## TASK DETAILS
Nothing should be left out when you copy the entries below.
(EXCERPTED RECORDS begins)
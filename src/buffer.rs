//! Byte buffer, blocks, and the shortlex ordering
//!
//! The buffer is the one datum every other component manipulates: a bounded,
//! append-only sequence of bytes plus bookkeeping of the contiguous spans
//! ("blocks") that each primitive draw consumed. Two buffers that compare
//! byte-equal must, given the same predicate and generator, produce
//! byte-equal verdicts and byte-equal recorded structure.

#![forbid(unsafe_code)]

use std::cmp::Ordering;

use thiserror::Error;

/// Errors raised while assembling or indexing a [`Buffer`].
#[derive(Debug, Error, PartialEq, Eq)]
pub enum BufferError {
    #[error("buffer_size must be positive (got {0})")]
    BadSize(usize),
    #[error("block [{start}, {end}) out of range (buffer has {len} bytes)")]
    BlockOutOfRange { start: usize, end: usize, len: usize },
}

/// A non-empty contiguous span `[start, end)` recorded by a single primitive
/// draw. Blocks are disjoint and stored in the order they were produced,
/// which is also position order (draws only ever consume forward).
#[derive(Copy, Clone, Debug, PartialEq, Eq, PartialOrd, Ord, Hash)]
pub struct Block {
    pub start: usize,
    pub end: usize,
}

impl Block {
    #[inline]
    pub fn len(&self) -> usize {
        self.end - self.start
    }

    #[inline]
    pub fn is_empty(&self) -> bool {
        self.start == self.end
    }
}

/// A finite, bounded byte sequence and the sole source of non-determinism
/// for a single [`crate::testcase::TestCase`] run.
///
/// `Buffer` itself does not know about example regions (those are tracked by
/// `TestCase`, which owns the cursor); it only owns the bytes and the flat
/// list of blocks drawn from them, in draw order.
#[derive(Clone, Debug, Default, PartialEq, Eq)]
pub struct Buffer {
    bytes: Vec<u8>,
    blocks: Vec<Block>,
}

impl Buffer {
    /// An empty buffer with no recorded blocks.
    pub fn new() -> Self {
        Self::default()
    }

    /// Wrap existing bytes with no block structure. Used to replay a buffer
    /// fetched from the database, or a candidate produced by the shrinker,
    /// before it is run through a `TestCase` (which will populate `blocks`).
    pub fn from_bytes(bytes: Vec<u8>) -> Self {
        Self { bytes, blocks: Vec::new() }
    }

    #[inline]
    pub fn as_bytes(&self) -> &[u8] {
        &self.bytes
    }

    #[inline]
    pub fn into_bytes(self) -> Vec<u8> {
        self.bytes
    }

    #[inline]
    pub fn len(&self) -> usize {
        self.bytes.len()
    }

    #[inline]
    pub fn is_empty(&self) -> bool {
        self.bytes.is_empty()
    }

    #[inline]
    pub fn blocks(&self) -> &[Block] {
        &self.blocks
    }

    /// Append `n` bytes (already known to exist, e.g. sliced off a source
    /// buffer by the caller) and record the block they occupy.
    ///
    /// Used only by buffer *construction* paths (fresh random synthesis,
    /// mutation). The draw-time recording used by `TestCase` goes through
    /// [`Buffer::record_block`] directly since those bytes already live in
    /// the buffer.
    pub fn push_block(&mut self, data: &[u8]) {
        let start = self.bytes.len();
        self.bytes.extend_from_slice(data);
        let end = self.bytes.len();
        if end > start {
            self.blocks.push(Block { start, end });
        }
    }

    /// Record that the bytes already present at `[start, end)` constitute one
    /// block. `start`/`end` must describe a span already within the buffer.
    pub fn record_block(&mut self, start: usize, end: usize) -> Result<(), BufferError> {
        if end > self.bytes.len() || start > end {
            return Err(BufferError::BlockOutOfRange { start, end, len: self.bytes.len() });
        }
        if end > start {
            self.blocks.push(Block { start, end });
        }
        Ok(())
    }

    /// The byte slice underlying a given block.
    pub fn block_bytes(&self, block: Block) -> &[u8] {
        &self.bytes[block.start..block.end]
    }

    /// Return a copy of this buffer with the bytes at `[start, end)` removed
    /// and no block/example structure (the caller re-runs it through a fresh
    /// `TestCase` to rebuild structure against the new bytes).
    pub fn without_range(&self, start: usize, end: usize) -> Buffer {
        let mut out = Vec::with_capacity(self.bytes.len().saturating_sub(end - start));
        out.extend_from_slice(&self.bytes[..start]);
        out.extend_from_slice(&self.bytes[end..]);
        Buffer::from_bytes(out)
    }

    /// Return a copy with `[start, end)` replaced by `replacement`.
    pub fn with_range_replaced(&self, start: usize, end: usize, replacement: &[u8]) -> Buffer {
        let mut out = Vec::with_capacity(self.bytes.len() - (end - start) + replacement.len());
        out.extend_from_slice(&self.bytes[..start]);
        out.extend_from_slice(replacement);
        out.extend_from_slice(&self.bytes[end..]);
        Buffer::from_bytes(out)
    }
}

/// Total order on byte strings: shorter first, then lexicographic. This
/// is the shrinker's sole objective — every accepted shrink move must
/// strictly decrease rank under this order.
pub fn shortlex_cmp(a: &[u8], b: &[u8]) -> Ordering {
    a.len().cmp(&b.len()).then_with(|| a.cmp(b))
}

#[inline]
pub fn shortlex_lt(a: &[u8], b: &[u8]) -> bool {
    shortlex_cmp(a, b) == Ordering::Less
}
(EXCERPTED RECORDS ends)
## RESPONSE AREA
filename src/buffer.rs
//! Byte buffer, blocks, and the shortlex ordering
//!
//! The buffer is the one datum every other component manipulates: a bounded,
//! append-only sequence of bytes plus bookkeeping of the contiguous spans
//! ("blocks") that each primitive draw consumed. Two buffers that compare
//! byte-equal must, given the same predicate and generator, produce
//! byte-equal verdicts and byte-equal recorded structure.

#![forbid(unsafe_code)]

use std::cmp::Ordering;

use thiserror::Error;

/// Errors raised while assembling or indexing a [`Buffer`].
#[derive(Debug, Error, PartialEq, Eq)]
pub enum BufferError {
    #[error("buffer_size must be positive (got {0})")]
    BadSize(usize),
    #[error("block [{start}, {end}) out of range (buffer has {len} bytes)")]
    BlockOutOfRange { start: usize, end: usize, len: usize },
}

/// A non-empty contiguous span `[start, end)` recorded by a single primitive
/// draw. Blocks are disjoint and stored in the order they were produced,
/// which is also position order (draws only ever consume forward).
#[derive(Copy, Clone, Debug, PartialEq, Eq, PartialOrd, Ord, Hash)]
pub struct Block {
    pub start: usize,
    pub end: usize,
}

impl Block {
    #[inline]
    pub fn len(&self) -> usize {
        self.end - self.start
    }

    #[inline]
    pub fn is_empty(&self) -> bool {
        self.start == self.end
    }
}

/// A finite, bounded byte sequence and the sole source of non-determinism
/// for a single [`crate::testcase::TestCase`] run.
///
/// `Buffer` itself does not know about example regions (those are tracked by
/// `TestCase`, which owns the cursor); it only owns the bytes and the flat
/// list of blocks drawn from them, in draw order.
#[derive(Clone, Debug, Default, PartialEq, Eq)]
pub struct Buffer {
    bytes: Vec<u8>,
    blocks: Vec<Block>,
}

impl Buffer {
    /// An empty buffer with no recorded blocks.
    pub fn new() -> Self {
        Self::default()
    }

    /// Wrap existing bytes with no block structure. Used to replay a buffer
    /// fetched from the database, or a candidate produced by the shrinker,
    /// before it is run through a `TestCase` (which will populate `blocks`).
    pub fn from_bytes(bytes: Vec<u8>) -> Self {
        Self { bytes, blocks: Vec::new() }
    }

    #[inline]
    pub fn as_bytes(&self) -> &[u8] {
        &self.bytes
    }

    #[inline]
    pub fn into_bytes(self) -> Vec<u8> {
        self.bytes
    }

    #[inline]
    pub fn len(&self) -> usize {
        self.bytes.len()
    }

    #[inline]
    pub fn is_empty(&self) -> bool {
        self.bytes.is_empty()
    }

    #[inline]
    pub fn blocks(&self) -> &[Block] {
        &self.blocks
    }

    /// Append `n` bytes (already known to exist, e.g. sliced off a source
    /// buffer by the caller) and record the block they occupy.
    ///
    /// Used only by buffer *construction* paths (fresh random synthesis,
    /// mutation). The draw-time recording used by `TestCase` goes through
    /// [`Buffer::record_block`] directly since those bytes already live in
    /// the buffer.
    pub fn push_block(&mut self, data: &[u8]) {
        let start = self.bytes.len();
        self.bytes.extend_from_slice(data);
        let end = self.bytes.len();
        if end > start {
            self.blocks.push(Block { start, end });
        }
    }

    /// Record that the bytes already present at `[start, end)` constitute one
    /// block. `start`/`end` must describe a span already within the buffer.
    pub fn record_block(&mut self, start: usize, end: usize) -> Result<(), BufferError> {
        if end > self.bytes.len() || start > end {
            return Err(BufferError::BlockOutOfRange { start, end, len: self.bytes.len() });
        }
        if end > start {
            self.blocks.push(Block { start, end });
        }
        Ok(())
    }

    /// The byte slice underlying a given block.
    pub fn block_bytes(&self, block: Block) -> &[u8] {
        &self.bytes[block.start..block.end]
    }

    /// Return a copy of this buffer with the bytes at `[start, end)` removed
    /// and no block/example structure (the caller re-runs it through a fresh
    /// `TestCase` to rebuild structure against the new bytes).
    pub fn without_range(&self, start: usize, end: usize) -> Buffer {
        let mut out = Vec::with_capacity(self.bytes.len().saturating_sub(end - start));
        out.extend_from_slice(&self.bytes[..start]);
        out.extend_from_slice(&self.bytes[end..]);
        Buffer::from_bytes(out)
    }

    /// Return a copy with `[start, end)` replaced by `replacement`.
    pub fn with_range_replaced(&self, start: usize, end: usize, replacement: &[u8]) -> Buffer {
        let mut out = Vec::with_capacity(self.bytes.len() - (end - start) + replacement.len());
        out.extend_from_slice(&self.bytes[..start]);
        out.extend_from_slice(replacement);
        out.extend_from_slice(&self.bytes[end..]);
        Buffer::from_bytes(out)
    }
}

/// Total order on byte strings: shorter first, then lexicographic. This
/// is the shrinker's sole objective — every accepted shrink move must
/// strictly decrease rank under this order.
pub fn shortlex_cmp(a: &[u8], b: &[u8]) -> Ordering {
    a.len().cmp(&b.len()).then_with(|| a.cmp(b))
}

#[inline]
pub fn shortlex_lt(a: &[u8], b: &[u8]) -> bool {
    shortlex_cmp(a, b) == Ordering::Less
}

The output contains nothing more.